Il saggio di Oscar Gaspari è un racconto interpretativo molto ben documentato del modo con cui la montagna italiana è stata vista e trattata da politici ed esperti a partire dai primi del Novecento. Il discorso è centrato sul vecchio concetto di bonifica integrale, nato all’inizio del secolo scorso, fatto proprio dalla politica agraria fascista, censurato nel dopoguerra e di recente riscoperto sotto altri nomi dalle politiche di sviluppo e coesione rivolte a rendere i territori montani abitabili, produttivi e sicuri. Un tornante decisivo di questa storia è quello della formulazione dell’art. 44 della Costituzione, dove l’aggettivo “integrale”, riferito alla bonifica, venne cancellato, presumibilmente perché era stato un cavallo di battaglia della propaganda mussoliniana. In questo modo però, ci fa notare Gaspari, veniva meno lo stretto rapporto tra le due parti dell’articolo 44, come se i “provvedimenti a favore della montagna” del secondo comma fossero l’unico disposto riguardante la montagna e come se  il “razionale sfruttamento del suolo”, “la bonifica delle terre” e quanto prescritto nel primo comma non si riferissero anche alla necessità di intervenire sulle condizioni produttive della montagna stessa. Equivoco gravissimo, perché ha favorito e  giustificato la successiva visione della montagna come territorio handicappato, inaugurando così la stagione delle politiche assistenzialiste  che la equiparavano ad altri territori svantaggiati, ai quali  infatti venne poi estesa l’applicazione delle leggi per la montagna.

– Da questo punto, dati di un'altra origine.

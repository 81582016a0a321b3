//! A loaded sheet: raw grid, header index and records

use crate::codec::{classify, parse_number, serial_to_date};
use crate::error::{Error, Result};
use crate::format::{load_grid, save_grid, Grid, WorkbookBase};
use crate::record::{HeaderInfo, HeaderKey, Record};
use std::path::{Path, PathBuf};
use tracing::{debug, warn};

/// First-column text marking the header row
pub const HEADER_SENTINEL: &str = "DATA";

/// Prefix of the values in the record synthesized for a sheet without data
pub const PLACEHOLDER_PREFIX: &str = "empty_file";

/// Header substrings whose numeric values are date serials
const DATE_MARKERS: &[&str] = &["Date", "date", "Datum", "datum"];

/// One loaded file
#[derive(Debug, Clone, Default)]
pub struct Dataset {
    grid: Grid,
    headers: Vec<HeaderInfo>,
    header_row: Option<usize>,
    records: Vec<Record>,
    source_path: PathBuf,
    ready: bool,
}

impl Dataset {
    /// Create a new empty, unloaded dataset
    pub fn new() -> Self {
        Self::default()
    }

    /// Load a file into a new dataset
    pub fn open<P: AsRef<Path>>(path: P) -> Result<Self> {
        let mut dataset = Self::new();
        dataset.load(path)?;
        Ok(dataset)
    }

    /// Build a dataset from an in-memory grid
    pub fn from_grid<P: AsRef<Path>>(grid: Grid, path: P) -> Result<Self> {
        let mut dataset = Self::new();
        dataset.build(grid, path.as_ref())?;
        Ok(dataset)
    }

    /// An empty, ready dataset using another sheet's header layout
    ///
    /// Saving it writes a fresh header row built from `headers`.
    pub fn with_layout(headers: Vec<HeaderInfo>) -> Self {
        Self {
            headers,
            ready: true,
            ..Self::default()
        }
    }

    /// Load a file, replacing whatever was loaded before
    ///
    /// On failure the dataset is left empty and not ready, and the error is
    /// logged as a warning as well as returned.
    pub fn load<P: AsRef<Path>>(&mut self, path: P) -> Result<()> {
        let path = path.as_ref();
        self.unload();

        let result = load_grid(path).and_then(|grid| self.build(grid, path));
        if let Err(e) = &result {
            warn!(path = %path.display(), error = %e, "could not load sheet");
            self.unload();
        }
        result
    }

    fn build(&mut self, grid: Grid, path: &Path) -> Result<()> {
        let header_row = grid
            .iter()
            .rposition(|row| row.first().is_some_and(|cell| cell == HEADER_SENTINEL))
            .ok_or_else(|| Error::MissingHeaderSentinel(path.to_path_buf()))?;

        let headers: Vec<HeaderInfo> = grid[header_row]
            .iter()
            .skip(1)
            .enumerate()
            .map(|(ordinal, name)| {
                HeaderInfo::new(HeaderKey::new(name.as_str(), ordinal), header_row, ordinal + 1)
            })
            .collect();

        let mut records = extract_records(&grid, header_row, &headers);
        if records.is_empty() {
            records.push(placeholder(&headers, PLACEHOLDER_PREFIX));
        }

        debug!(
            path = %path.display(),
            header_row,
            headers = headers.len(),
            records = records.len(),
            "built header index"
        );

        self.grid = grid;
        self.headers = headers;
        self.header_row = Some(header_row);
        self.records = records;
        self.source_path = path.to_path_buf();
        self.ready = true;
        Ok(())
    }

    /// Drop the grid, header index and records
    pub fn unload(&mut self) {
        *self = Self::default();
    }

    /// Whether a header row was found on the last load
    pub fn is_ready(&self) -> bool {
        self.ready
    }

    /// The file this dataset was loaded from
    pub fn source_path(&self) -> &Path {
        &self.source_path
    }

    /// The raw grid as loaded or last rebuilt
    pub fn grid(&self) -> &Grid {
        &self.grid
    }

    /// Grid row holding the headers
    pub fn header_row(&self) -> Option<usize> {
        self.header_row
    }

    /// The header index
    pub fn header_info(&self) -> &[HeaderInfo] {
        &self.headers
    }

    /// Replace the header index, e.g. with a template's layout
    pub fn set_header_info(&mut self, headers: Vec<HeaderInfo>) {
        self.headers = headers;
    }

    /// All header keys in column order
    pub fn header_keys(&self) -> Vec<HeaderKey> {
        self.headers.iter().map(|h| h.key.clone()).collect()
    }

    /// Whether the header index contains a key
    pub fn has_header(&self, key: &HeaderKey) -> bool {
        self.headers.iter().any(|h| h.key == *key)
    }

    /// Resolve header text: either the display form `name ##n` or a plain
    /// header name (first column with that name wins)
    pub fn find_header(&self, text: &str) -> Option<HeaderKey> {
        if let Some(key) = HeaderKey::parse(text).filter(|k| self.has_header(k)) {
            return Some(key);
        }
        self.headers
            .iter()
            .find(|h| h.key.name == text)
            .map(|h| h.key.clone())
    }

    /// All records
    pub fn records(&self) -> &[Record] {
        &self.records
    }

    /// All records, mutable
    pub fn records_mut(&mut self) -> &mut [Record] {
        &mut self.records
    }

    /// Number of records
    pub fn len(&self) -> usize {
        self.records.len()
    }

    /// Whether there are no records
    pub fn is_empty(&self) -> bool {
        self.records.is_empty()
    }

    /// Record at an index
    pub fn record(&self, index: usize) -> Option<&Record> {
        self.records.get(index)
    }

    /// Mutable record at an index
    pub fn record_mut(&mut self, index: usize) -> Option<&mut Record> {
        self.records.get_mut(index)
    }

    /// Append a record
    pub fn add_record(&mut self, record: Record) {
        self.records.push(record);
    }

    /// Replace the record at an index; out of range does nothing
    pub fn replace_record(&mut self, index: usize, record: Record) {
        if let Some(slot) = self.records.get_mut(index) {
            *slot = record;
        }
    }

    /// Remove the record at an index; out of range does nothing
    pub fn remove_record(&mut self, index: usize) {
        if index < self.records.len() {
            self.records.remove(index);
        }
    }

    /// Remove every record
    pub fn clear_records(&mut self) {
        self.records.clear();
    }

    /// A record holding `marker` for every header, used to keep the header
    /// layout when there is no data
    pub fn placeholder(&self, marker: &str) -> Record {
        placeholder(&self.headers, marker)
    }

    /// Rewrite the grid rows below the header row from the records
    ///
    /// Rows above the header row are kept. Without a grid (a dataset built
    /// with [`Dataset::with_layout`]) a header row is generated first.
    pub fn rebuild_grid(&mut self) {
        if self.records.is_empty() {
            return;
        }

        let header_row = match self.header_row {
            Some(row) if row < self.grid.len() => row,
            _ => self.synthesize_header_row(),
        };
        self.grid.truncate(header_row + 1);

        let width = self.headers.iter().map(|h| h.column + 1).max().unwrap_or(1);
        for record in &self.records {
            let mut row = vec![String::new(); width];
            for (key, value) in record.fields() {
                let column = self
                    .headers
                    .iter()
                    .find(|h| h.key == *key && h.row == header_row)
                    .map(|h| h.column);
                if let Some(column) = column.filter(|&c| c > 0) {
                    row[column] = value.clone();
                }
            }
            self.grid.push(row);
        }
    }

    fn synthesize_header_row(&mut self) -> usize {
        let width = self.headers.iter().map(|h| h.column + 1).max().unwrap_or(1);
        let mut row = vec![String::new(); width];
        row[0] = HEADER_SENTINEL.to_string();
        for header in &mut self.headers {
            header.row = 0;
            if header.column > 0 {
                row[header.column] = header.key.name.clone();
            }
        }

        self.grid = vec![row];
        self.header_row = Some(0);
        0
    }

    /// Save the records
    ///
    /// `target` defaults to the source file. Saving onto the source file keeps
    /// its workbook formatting; saving elsewhere starts from a blank workbook
    /// unless a `template` workbook is given.
    pub fn save(&mut self, target: Option<&Path>, template: Option<&Path>) -> Result<()> {
        if !self.ready {
            return Err(Error::NotReady(self.source_path.clone()));
        }

        let target = target.unwrap_or(&self.source_path).to_path_buf();
        let base = match template {
            Some(template) => WorkbookBase::Template(template),
            None if target == self.source_path => WorkbookBase::Destination,
            None => WorkbookBase::Blank,
        };

        self.rebuild_grid();
        save_grid(&target, &self.grid, base)
    }
}

/// Records for the rows below the header row, up to the first blank row
fn extract_records(grid: &Grid, header_row: usize, headers: &[HeaderInfo]) -> Vec<Record> {
    let mut records = Vec::new();

    for row in &grid[header_row + 1..] {
        let mut record = Record::new();
        for header in headers {
            let mut value = row.get(header.column).cloned().unwrap_or_default();
            if is_date_header(&header.key.name) && classify(&value).is_numeric() {
                if let Some(date) =
                    parse_number(&value).and_then(|serial| serial_to_date(serial.trunc() as i64))
                {
                    value = date;
                }
            }
            record.insert(header.key.clone(), value);
        }

        if !record.has_data() {
            break;
        }
        records.push(record);
    }

    records
}

fn is_date_header(name: &str) -> bool {
    DATE_MARKERS.iter().any(|marker| name.contains(marker))
}

fn placeholder(headers: &[HeaderInfo], marker: &str) -> Record {
    let mut record = Record::new();
    for header in headers {
        record.insert(header.key.clone(), format!("{} {}", marker, header.key));
    }
    record
}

Seguendo la dettagliata analisi storica di Gaspari veniamo a sapere che il dibattito su lasciare che la montagna si spopoli oppure riabitarla ha attraversato tutto il secolo scorso prima e dopo la parentesi fascista, coinvolgendo non solo tecnici ed economisti famosi come Arrigo Serpieri e Manlio Rossi-Doria, ma anche politici di primo piano come Franceso Saverio Nitti, Luigi Sturzo, Filippo Turati, Angelo Omodeo, Giuseppe Medici e Palmiro Togliatti.

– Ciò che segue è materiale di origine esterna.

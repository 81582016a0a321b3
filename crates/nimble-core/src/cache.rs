//! Per-folder record of donor files that were already merged
//!
//! The cache lives in a `.cache` file inside the donor folder, one
//! `path : timestamp` line per processed file. It is only ever appended to,
//! one line right after each donor is merged, so an interrupted merge keeps
//! the entries of the donors it finished.

use crate::error::{Error, Result};
use chrono::{DateTime, Local};
use serde::{Deserialize, Serialize};
use std::fs::{self, OpenOptions};
use std::io::Write;
use std::path::{Path, PathBuf};

/// Name of the cache file inside a donor folder
pub const CACHE_FILE_NAME: &str = ".cache";

/// `strftime` format of cached timestamps (local time)
pub const TIMESTAMP_FORMAT: &str = "%F %T";

const FIELD_SEPARATOR: &str = " : ";

/// A processed donor file and its last-write time when it was merged
#[derive(Debug, Clone, PartialEq, Eq, Serialize, Deserialize)]
pub struct CacheEntry {
    /// Path with `/` separators
    pub path: String,
    /// Last-write time formatted with [`TIMESTAMP_FORMAT`]
    pub timestamp: String,
}

impl CacheEntry {
    /// Create a new cache entry
    pub fn new(path: impl Into<String>, timestamp: impl Into<String>) -> Self {
        Self {
            path: path.into(),
            timestamp: timestamp.into(),
        }
    }

    /// Entry for a file as it currently is on disk
    pub fn for_file(path: &Path) -> Result<Self> {
        Ok(Self::new(cache_key(path), last_write_time(path)?))
    }
}

/// The cache of one donor folder
#[derive(Debug, Clone, Default)]
pub struct FolderCache {
    file: PathBuf,
    entries: Vec<CacheEntry>,
}

impl FolderCache {
    /// An empty cache for a folder, without reading the cache file
    pub fn empty<P: AsRef<Path>>(folder: P) -> Self {
        Self {
            file: folder.as_ref().join(CACHE_FILE_NAME),
            entries: Vec::new(),
        }
    }

    /// Read a folder's cache, or create an empty one if there is no cache file
    pub fn load<P: AsRef<Path>>(folder: P) -> Result<Self> {
        let mut cache = Self::empty(folder);
        if !cache.file.exists() {
            return Ok(cache);
        }

        let content = fs::read_to_string(&cache.file).map_err(|e| Error::FileRead {
            path: cache.file.clone(),
            source: e,
        })?;
        cache.entries = content
            .lines()
            .filter_map(|line| line.rsplit_once(FIELD_SEPARATOR))
            .map(|(path, timestamp)| CacheEntry::new(path, timestamp.trim_end()))
            .collect();
        Ok(cache)
    }

    /// Path of the cache file
    pub fn file(&self) -> &Path {
        &self.file
    }

    /// All entries, oldest first
    pub fn entries(&self) -> &[CacheEntry] {
        &self.entries
    }

    /// Whether a file was merged before and has not been written since
    pub fn is_unchanged(&self, path: &str, timestamp: &str) -> bool {
        self.entries
            .iter()
            .any(|e| e.path == path && e.timestamp == timestamp)
    }

    /// Record a processed file, appending it to the cache file immediately
    pub fn append(&mut self, entry: CacheEntry) -> Result<()> {
        let mut file = OpenOptions::new()
            .create(true)
            .append(true)
            .open(&self.file)?;
        writeln!(file, "{}{}{}", entry.path, FIELD_SEPARATOR, entry.timestamp)?;
        self.entries.push(entry);
        Ok(())
    }
}

/// Cache key of a path: its text with `/` as the only separator
pub fn cache_key(path: &Path) -> String {
    path.to_string_lossy().replace('\\', "/")
}

/// Last-write time of a file in local time, formatted for the cache
pub fn last_write_time(path: &Path) -> Result<String> {
    let modified = fs::metadata(path)?.modified()?;
    Ok(DateTime::<Local>::from(modified)
        .format(TIMESTAMP_FORMAT)
        .to_string())
}

#[cfg(test)]
mod tests {
    use super::*;

    #[test]
    fn test_missing_cache_file_is_empty() {
        let dir = tempfile::tempdir().unwrap();
        let cache = FolderCache::load(dir.path()).unwrap();
        assert!(cache.entries().is_empty());
        assert_eq!(cache.file(), dir.path().join(".cache"));
    }

    #[test]
    fn test_append_and_reload() {
        let dir = tempfile::tempdir().unwrap();
        let mut cache = FolderCache::load(dir.path()).unwrap();
        cache
            .append(CacheEntry::new("in/a.csv", "2024-05-01 08:30:00"))
            .unwrap();
        cache
            .append(CacheEntry::new("in/b.xlsx", "2024-05-02 09:00:00"))
            .unwrap();

        let content = fs::read_to_string(cache.file()).unwrap();
        assert_eq!(
            content,
            "in/a.csv : 2024-05-01 08:30:00\nin/b.xlsx : 2024-05-02 09:00:00\n"
        );

        let reloaded = FolderCache::load(dir.path()).unwrap();
        assert_eq!(reloaded.entries().len(), 2);
        assert!(reloaded.is_unchanged("in/a.csv", "2024-05-01 08:30:00"));
        assert!(!reloaded.is_unchanged("in/a.csv", "2024-05-01 08:30:01"));
        assert!(!reloaded.is_unchanged("in/c.csv", "2024-05-01 08:30:00"));
    }

    #[test]
    fn test_malformed_lines_are_skipped() {
        let dir = tempfile::tempdir().unwrap();
        fs::write(
            dir.path().join(CACHE_FILE_NAME),
            "garbage\nx.csv : 2024-01-01 00:00:00\r\n",
        )
        .unwrap();
        let cache = FolderCache::load(dir.path()).unwrap();
        assert_eq!(
            cache.entries(),
            &[CacheEntry::new("x.csv", "2024-01-01 00:00:00")]
        );
    }

    #[test]
    fn test_cache_key_normalizes_separators() {
        assert_eq!(cache_key(Path::new(r"C:\in\a.csv")), "C:/in/a.csv");
    }

    #[test]
    fn test_entry_for_file_uses_timestamp_format() {
        let dir = tempfile::tempdir().unwrap();
        let path = dir.path().join("a.csv");
        fs::write(&path, "DATA").unwrap();
        let entry = CacheEntry::for_file(&path).unwrap();
        assert_eq!(entry.timestamp.len(), "2024-01-01 00:00:00".len());
        assert!(entry.path.ends_with("/a.csv"));
    }
}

Si va da un’idea di montagna come serbatoio di risorse forestali e di energia idroelettrica (Nitti, Turati), a visioni un po’ più aperte, ma fondamentalmente pessimistiche, favorevoli a “un certo spopolamento della montagna” (Rossi-Doria), fino a quelle del Segretariato per la Montagna (Sturzo, Serpieri) che nel secondo dopoguerra puntava a uno sviluppo agro-silvo-pastorale,  alla promozione degli usi civici collettivi e che raccomandava di non dimenticare “le strette correlazioni esistenti tra bonifica del piano e quella del monte”. Rimane allora da capire perché questa visione propria di autorevoli esponenti del mondo cattolico e della Dc (come Giuseppe Medici che negli anni del “miracolo economico” fu a più riprese ministro) non si sia tradotta in nessuna politica capace di creare in quegli anni qualche alternativa all’esodo massiccio e all’abbandono delle terre.

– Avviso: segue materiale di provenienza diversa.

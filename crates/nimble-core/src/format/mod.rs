//! Loading and saving raw cell grids
//!
//! Files are dispatched by extension: `.csv` (any case) goes through the
//! delimited-text codec, everything else is treated as a spreadsheet workbook.

pub mod delimited;
pub mod xlsx;

use crate::error::{Error, Result};
use std::path::Path;

/// Rows of cell strings; rows may differ in length
pub type Grid = Vec<Vec<String>>;

/// Extensions picked up when scanning a donor folder
pub const SUPPORTED_EXTENSIONS: &[&str] = &["csv", "CSV", "xlsx", "XLSX"];

/// Which workbook a spreadsheet save starts from
#[derive(Debug, Clone, Copy, PartialEq, Eq)]
pub enum WorkbookBase<'a> {
    /// A new, empty workbook
    Blank,
    /// The existing destination file, keeping its formatting and other sheets
    Destination,
    /// A separate template file
    Template(&'a Path),
}

/// Whether a path names a delimited-text file
pub fn is_delimited<P: AsRef<Path>>(path: P) -> bool {
    path.as_ref()
        .extension()
        .and_then(|ext| ext.to_str())
        .is_some_and(|ext| ext.eq_ignore_ascii_case("csv"))
}

/// Load a file into a raw grid
pub fn load_grid<P: AsRef<Path>>(path: P) -> Result<Grid> {
    let path = path.as_ref();
    if !path.is_file() {
        return Err(Error::FileNotFound(path.to_path_buf()));
    }

    if is_delimited(path) {
        delimited::load(path)
    } else {
        xlsx::load(path)
    }
}

/// Write a raw grid to a file
pub fn save_grid<P: AsRef<Path>>(path: P, grid: &Grid, base: WorkbookBase<'_>) -> Result<()> {
    let path = path.as_ref();
    if is_delimited(path) {
        delimited::save(path, grid)
    } else {
        xlsx::save(path, grid, base)
    }
}

/// Length of the longest row
pub(crate) fn grid_width(grid: &Grid) -> usize {
    grid.iter().map(Vec::len).max().unwrap_or(0)
}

Infine devo segnalare un altro aspetto fondamentale di questa storia, tuttora di grande rilievo, quello relativo al Sud dell’“osso” e della “polpa”, dove la questione montana si intreccia con la più generale questione meridionale, generando problemi specifici, diversi e più gravi rispetto a quelli delle montagne centro-settentrionali
Giuseppe Dematteis

Art. 44 Costituzione _ Al fine di conseguire il razionale sfruttamento del suolo e di stabilire equi rapporti sociali, la legge impone obblighi e vincoli alla proprietà terriera privata [c.c. 840], fissa limiti alla sua estensione [c.c. 846] secondo le regioni e le zone agrarie, promuove ed impone la bonifica delle terre [c.c. 857], la trasformazione del latifondo e la ricostituzione delle unità produttive; aiuta la piccola e la media proprietà(1).
La legge dispone provvedimenti a favore delle zone montane(1)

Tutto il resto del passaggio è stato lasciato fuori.